Please copy the lines below exactly, from the first one through the line showing "let mut pointer = 0usize;".

Stored data:

::::::

//! Table context extraction and the keyword pre-filter.
//!
//! One linear pass pairs every body table with the heading it sits under
//! and the last couple of text lines before it. A table met with no text
//! since the previous table is a continuation (a statement split over a
//! page break) and is merged into the previous context, subject to the
//! configured [`MergeGuard`](crate::config::MergeGuard).

use crate::config::SplitConfig;
use crate::document::{Document, TableGrid};
use crate::output::TableContext;
use crate::pipeline::title::is_page_furniture;
use once_cell::sync::Lazy;
use regex::Regex;
use std::collections::VecDeque;
use tracing::debug;
use uuid::Uuid;

/// Preceding-text keywords of the financial tables worth describing.
pub const TABLE_KEYWORDS: &[&str] = &[
    "合并资产",
    "资产负债",
    "合并利润",
    "利润表",
    "损益",
    "合并现金",
    "现金流量",
    "外担保",
    "对外提供担保",
    "担保事项",
    "应收",
    "受限",
    "资产限制情况",
    "受到限制",
    "抵押",
    "质押",
    "有息",
    "信托",
    "委托贷款",
    "授信",
    "营业",
    "收入",
];

/// Preceding texts that mention a keyword but introduce a breakdown table.
static EXCLUDE_PATTERNS: Lazy<Vec<Regex>> = Lazy::new(|| {
    [
        "发行人受限货币资金",
        "营业成本具体构成情况如下",
        "经营性(其他应收|分类统计)",
        "政府补助的应收款项",
    ]
    .iter()
    .map(|p| Regex::new(p).unwrap())
    .collect()
});

/// Menu marker of catch-all subsections.
const OTHER_MENU_MARKER: &str = "-其他";

/// Pair every table with its menu and preceding text.
///
/// `headings` are the detected heading texts in document order; the active
/// menu only advances when a paragraph equals the next expected heading.
/// Tables before the first heading are ignored.
pub fn extract_table_contexts(doc: &Document, headings: &[String], config: &SplitConfig) -> Vec<TableContext> {
    let window = config.preceding_window;
    let mut contexts: Vec<TableContext> = Vec::new();
    let mut recent: VecDeque<&str> = VecDeque::with_capacity(window + 1);
    let mut current_menu: Option<&str> = None;
    let mut pointer = 0usize;
    let mut merged = 0usize;

    for (idx, para) in doc.paragraphs.iter().enumerate() {
        match para.as_table() {
            None => {
                let Some(text) = para.as_text() else {
                    continue;
                };
                if headings.get(pointer).is_some_and(|h| h == text) {
                    current_menu = Some(text);
                    pointer = (pointer + 1).min(headings.len() - 1);
                    recent.clear();
                }
                if is_page_furniture(text) {
                    continue;
                }
                if text.starts_with("单位") && recent.back().is_some_and(|last| last.starts_with("单位")) {
                    continue;
                }
                recent.push_back(text);
                while recent.len() > window {
                    recent.pop_front();
                }
            }
            Some(grid) => {
                let Some(menu) = current_menu else {
                    debug!("Paragraph {}: table before the first heading, skipped", idx);
                    continue;
                };
                let continuation = recent.is_empty();
                let merge_into = contexts.last_mut().filter(|prev| {
                    continuation
                        && config.merge_guard.allows(
                            prev.data.len(),
                            prev.data.iter().map(Vec::len).max().unwrap_or(0),
                            grid.rows.len(),
                            grid.width(),
                        )
                });
                match merge_into {
                    Some(prev) => {
                        merge_fragment(prev, grid, idx, config.preview_rows);
                        merged += 1;
                    }
                    None => {
                        if continuation && !contexts.is_empty() {
                            debug!("Paragraph {}: merge refused by guard, new context", idx);
                        }
                        contexts.push(TableContext {
                            id: Uuid::new_v4().to_string(),
                            menu: menu.to_string(),
                            preceding_text: recent.iter().copied().collect::<Vec<_>>().join("\n"),
                            content: preview(&grid.rows, config.preview_rows),
                            data: grid.rows.clone(),
                            raw: grid.raw.clone(),
                            paragraph_indices: vec![idx],
                        });
                    }
                }
                recent.clear();
            }
        }
    }

    debug!(
        "Extracted {} table contexts ({} fragments merged)",
        contexts.len(),
        merged
    );
    contexts
}

fn merge_fragment(ctx: &mut TableContext, grid: &TableGrid, idx: usize, preview_rows: usize) {
    ctx.data.extend(grid.rows.iter().cloned());
    ctx.content = preview(&ctx.data, preview_rows);
    ctx.raw.append(&grid.raw);
    ctx.paragraph_indices.push(idx);
}

/// First `rows` rows, cells joined by tabs and rows by newlines.
fn preview(data: &[Vec<String>], rows: usize) -> String {
    data.iter()
        .take(rows)
        .map(|row| row.join("\t"))
        .collect::<Vec<_>>()
        .join("\n")
}

/// Keep contexts whose preceding text names a financial table.
///
/// Contexts under a catch-all "-其他" menu are dropped, as are preceding
/// texts matching an exclusion pattern.
pub fn filter_by_keywords(contexts: &[TableContext]) -> Vec<TableContext> {
    let kept: Vec<TableContext> = contexts
        .iter()
        .filter(|ctx| !ctx.menu.contains(OTHER_MENU_MARKER))
        .filter(|ctx| {
            TABLE_KEYWORDS.iter().any(|k| ctx.preceding_text.contains(k))
                && !EXCLUDE_PATTERNS.iter().any(|re| re.is_match(&ctx.preceding_text))
        })
        .cloned()
        .collect();
    debug!("Keyword filter kept {} of {} tables", kept.len(), contexts.len());
    kept
}

#[cfg(test)]
mod tests {
    use super::*;
    use crate::config::MergeGuard;
    use crate::document::{Paragraph, RawTable};

    fn rows(prefix: &str, n: usize) -> Vec<Vec<String>> {
        (0..n).map(|i| vec![format!("{prefix}{i}"), format!("{i}")]).collect()
    }

    fn raw_table(prefix: &str, n: usize) -> Paragraph {
        let grid = TableGrid::new(rows(prefix, n))
            .with_raw(RawTable::new((0..n).map(|i| format!("<w:tr>{prefix}{i}</w:tr>")).collect()));
        Paragraph {
            block: crate::document::Block::Table(grid),
            style: Default::default(),
        }
    }

    fn headings(texts: &[&str]) -> Vec<String> {
        texts.iter().map(|s| s.to_string()).collect()
    }

    #[test]
    fn table_gets_menu_and_preceding_lines() {
        let doc = Document::new(vec![
            Paragraph::text("第一节 概况"),
            Paragraph::text("发行人近三年合并资产负债表如下："),
            Paragraph::text("单位：万元"),
            Paragraph::text("单位：万元"),
            Paragraph::table(rows("r", 2)),
        ]);
        let ctxs = extract_table_contexts(&doc, &headings(&["第一节 概况"]), &SplitConfig::default());
        assert_eq!(ctxs.len(), 1);
        assert_eq!(ctxs[0].menu, "第一节 概况");
        assert_eq!(ctxs[0].preceding_text, "发行人近三年合并资产负债表如下：\n单位：万元");
        assert_eq!(ctxs[0].content, "r0\t0\nr1\t1");
        assert_eq!(ctxs[0].paragraph_indices, vec![4]);
        assert!(Uuid::parse_str(&ctxs[0].id).is_ok());
    }

    #[test]
    fn captioned_tables_stay_apart_with_smallest_window() {
        let doc = Document::new(vec![
            Paragraph::text("第一节 概况"),
            Paragraph::text("合并资产负债表"),
            Paragraph::table(rows("a", 2)),
            Paragraph::text("合并现金流量表"),
            Paragraph::table(rows("b", 2)),
        ]);
        let config = SplitConfig::builder().preceding_window(1).build().unwrap();
        let ctxs = extract_table_contexts(&doc, &headings(&["第一节 概况"]), &config);
        let pretexts: Vec<_> = ctxs.iter().map(|c| c.preceding_text.as_str()).collect();
        assert_eq!(pretexts, vec!["合并资产负债表", "合并现金流量表"]);
    }

    #[test]
    fn page_furniture_is_not_preceding_text() {
        let doc = Document::new(vec![
            Paragraph::text("第一节 概况"),
            Paragraph::text("发行人有息负债情况"),
            Paragraph::text("12"),
            Paragraph::text("某某集团有限公司公开发行公司债券募集说明书"),
            Paragraph::table(rows("r", 1)),
        ]);
        let ctxs = extract_table_contexts(&doc, &headings(&["第一节 概况"]), &SplitConfig::default());
        assert_eq!(ctxs[0].preceding_text, "第一节 概况\n发行人有息负债情况");
    }

    #[test]
    fn table_before_first_heading_is_ignored() {
        let doc = Document::new(vec![
            Paragraph::table(rows("cover", 1)),
            Paragraph::text("第一节 概况"),
            Paragraph::table(rows("body", 1)),
        ]);
        let ctxs = extract_table_contexts(&doc, &headings(&["第一节 概况"]), &SplitConfig::default());
        assert_eq!(ctxs.len(), 1);
        assert_eq!(ctxs[0].data[0][0], "body0");
    }

    #[test]
    fn no_headings_means_no_contexts() {
        let doc = Document::new(vec![Paragraph::text("正文"), Paragraph::table(rows("r", 1))]);
        assert!(extract_table_contexts(&doc, &[], &SplitConfig::default()).is_empty());
    }

    #[test]
    fn menu_follows_heading_sequence() {
        let doc = Document::new(vec![
            Paragraph::text("第一节 概况"),
            Paragraph::text("表一"),
            Paragraph::table(rows("a", 1)),
            Paragraph::text("第二节 财务"),
            Paragraph::text("表二"),
            Paragraph::table(rows("b", 1)),
            // A repeat of an earlier heading does not move the menu back.
            Paragraph::text("第一节 概况"),
            Paragraph::table(rows("c", 1)),
        ]);
        let ctxs = extract_table_contexts(
            &doc,
            &headings(&["第一节 概况", "第二节 财务"]),
            &SplitConfig::default(),
        );
        let menus: Vec<_> = ctxs.iter().map(|c| c.menu.as_str()).collect();
        assert_eq!(menus, vec!["第一节 概况", "第二节 财务", "第二节 财务"]);
    }

    #[test]
    fn adjacent_fragments_merge_in_order() {
        let doc = Document::new(vec![
            Paragraph::text("第一节 概况"),
            Paragraph::text("合并资产负债表"),
            raw_table("a", 30),
            raw_table("b", 15),
            raw_table("c", 5),
        ]);
        let ctxs = extract_table_contexts(&doc, &headings(&["第一节 概况"]), &SplitConfig::default());
        assert_eq!(ctxs.len(), 1);

        let expected: Vec<Vec<String>> = [rows("a", 30), rows("b", 15), rows("c", 5)].concat();
        assert_eq!(ctxs[0].data, expected);
        assert_eq!(ctxs[0].raw.len(), 50);
        assert_eq!(ctxs[0].paragraph_indices, vec![2, 3, 4]);
        assert_eq!(ctxs[0].content.lines().count(), 40);
        assert_eq!(ctxs[0].content, preview(&expected, 40));
    }

    #[test]
    fn merge_is_associative() {
        let a = TableGrid::new(rows("a", 3)).with_raw(RawTable::new(vec!["a".into()]));
        let b = TableGrid::new(rows("b", 2)).with_raw(RawTable::new(vec!["b".into()]));
        let c = TableGrid::new(rows("c", 4)).with_raw(RawTable::new(vec!["c".into()]));
        let base = |g: &TableGrid| TableContext {
            id: "id-1".into(),
            menu: "m".into(),
            preceding_text: String::new(),
            content: preview(&g.rows, 40),
            data: g.rows.clone(),
            raw: g.raw.clone(),
            paragraph_indices: vec![0],
        };

        // (a + b) + c
        let mut left = base(&a);
        merge_fragment(&mut left, &b, 1, 40);
        merge_fragment(&mut left, &c, 2, 40);

        // a + (b + c)
        let mut bc = TableGrid::new(b.rows.clone()).with_raw(b.raw.clone());
        bc.rows.extend(c.rows.iter().cloned());
        bc.raw.append(&c.raw);
        let mut right = base(&a);
        merge_fragment(&mut right, &bc, 1, 40);

        assert_eq!(left.data, right.data);
        assert_eq!(left.raw, right.raw);
        assert_eq!(left.content, right.content);
    }

    #[test]
    fn guard_refuses_oversized_or_misaligned_merge() {
        let doc = Document::new(vec![
            Paragraph::text("第一节 概况"),
            Paragraph::text("合并现金流量表"),
            Paragraph::table(rows("a", 3)),
            Paragraph::table(rows("b", 3)),
            Paragraph::table(vec![vec!["x".into()]]),
        ]);
        let config = SplitConfig::builder()
            .merge_guard(MergeGuard {
                max_rows: Some(4),
                require_same_width: false,
            })
            .build()
            .unwrap();
        let ctxs = extract_table_contexts(&doc, &headings(&["第一节 概况"]), &config);
        assert_eq!(ctxs.len(), 2);
        assert_eq!(ctxs[1].preceding_text, "");
        assert_eq!(ctxs[1].data.len(), 4);

        let config = SplitConfig::builder()
            .merge_guard(MergeGuard {
                max_rows: None,
                require_same_width: true,
            })
            .build()
            .unwrap();
        let ctxs = extract_table_contexts(&doc, &headings(&["第一节 概况"]), &config);
        assert_eq!(ctxs.len(), 2);
        assert_eq!(ctxs[0].data.len(), 6);
    }

    fn ctx(menu: &str, pretext: &str) -> TableContext {
        TableContext {
            id: "abcd-1".into(),
            menu: menu.into(),
            preceding_text: pretext.into(),
            content: String::new(),
            data: vec![],
            raw: RawTable::default(),
            paragraph_indices: vec![],
        }
    }

    #[test]
    fn keyword_filter() {
        let ctxs = vec![
            ctx("第五节 财务会计信息", "发行人近三年合并资产负债表"),
            ctx("第五节 财务会计信息", "发行人近三年主要财务指标"),
            ctx("第四节 发行人基本情况-其他", "应收账款前五名"),
            ctx("第五节 财务会计信息", "截至报告期末，发行人受限货币资金情况如下"),
            ctx("第五节 财务会计信息", "营业成本具体构成情况如下"),
            ctx("第五节 财务会计信息", "经营性其他应收款明细"),
        ];
        let kept = filter_by_keywords(&ctxs);
        assert_eq!(kept.len(), 1);
        assert_eq!(kept[0].preceding_text, "发行人近三年合并资产负债表");
    }
}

::::::

• [Answer to this exercise]:
//! Table context extraction and the keyword pre-filter.
//!
//! One linear pass pairs every body table with the heading it sits under
//! and the last couple of text lines before it. A table met with no text
//! since the previous table is a continuation (a statement split over a
//! page break) and is merged into the previous context, subject to the
//! configured [`MergeGuard`](crate::config::MergeGuard).

use crate::config::SplitConfig;
use crate::document::{Document, TableGrid};
use crate::output::TableContext;
use crate::pipeline::title::is_page_furniture;
use once_cell::sync::Lazy;
use regex::Regex;
use std::collections::VecDeque;
use tracing::debug;
use uuid::Uuid;

/// Preceding-text keywords of the financial tables worth describing.
pub const TABLE_KEYWORDS: &[&str] = &[
    "合并资产",
    "资产负债",
    "合并利润",
    "利润表",
    "损益",
    "合并现金",
    "现金流量",
    "外担保",
    "对外提供担保",
    "担保事项",
    "应收",
    "受限",
    "资产限制情况",
    "受到限制",
    "抵押",
    "质押",
    "有息",
    "信托",
    "委托贷款",
    "授信",
    "营业",
    "收入",
];

/// Preceding texts that mention a keyword but introduce a breakdown table.
static EXCLUDE_PATTERNS: Lazy<Vec<Regex>> = Lazy::new(|| {
    [
        "发行人受限货币资金",
        "营业成本具体构成情况如下",
        "经营性(其他应收|分类统计)",
        "政府补助的应收款项",
    ]
    .iter()
    .map(|p| Regex::new(p).unwrap())
    .collect()
});

/// Menu marker of catch-all subsections.
const OTHER_MENU_MARKER: &str = "-其他";

/// Pair every table with its menu and preceding text.
///
/// `headings` are the detected heading texts in document order; the active
/// menu only advances when a paragraph equals the next expected heading.
/// Tables before the first heading are ignored.
pub fn extract_table_contexts(doc: &Document, headings: &[String], config: &SplitConfig) -> Vec<TableContext> {
    let window = config.preceding_window;
    let mut contexts: Vec<TableContext> = Vec::new();
    let mut recent: VecDeque<&str> = VecDeque::with_capacity(window + 1);
    let mut current_menu: Option<&str> = None;
    let mut pointer = 0usize;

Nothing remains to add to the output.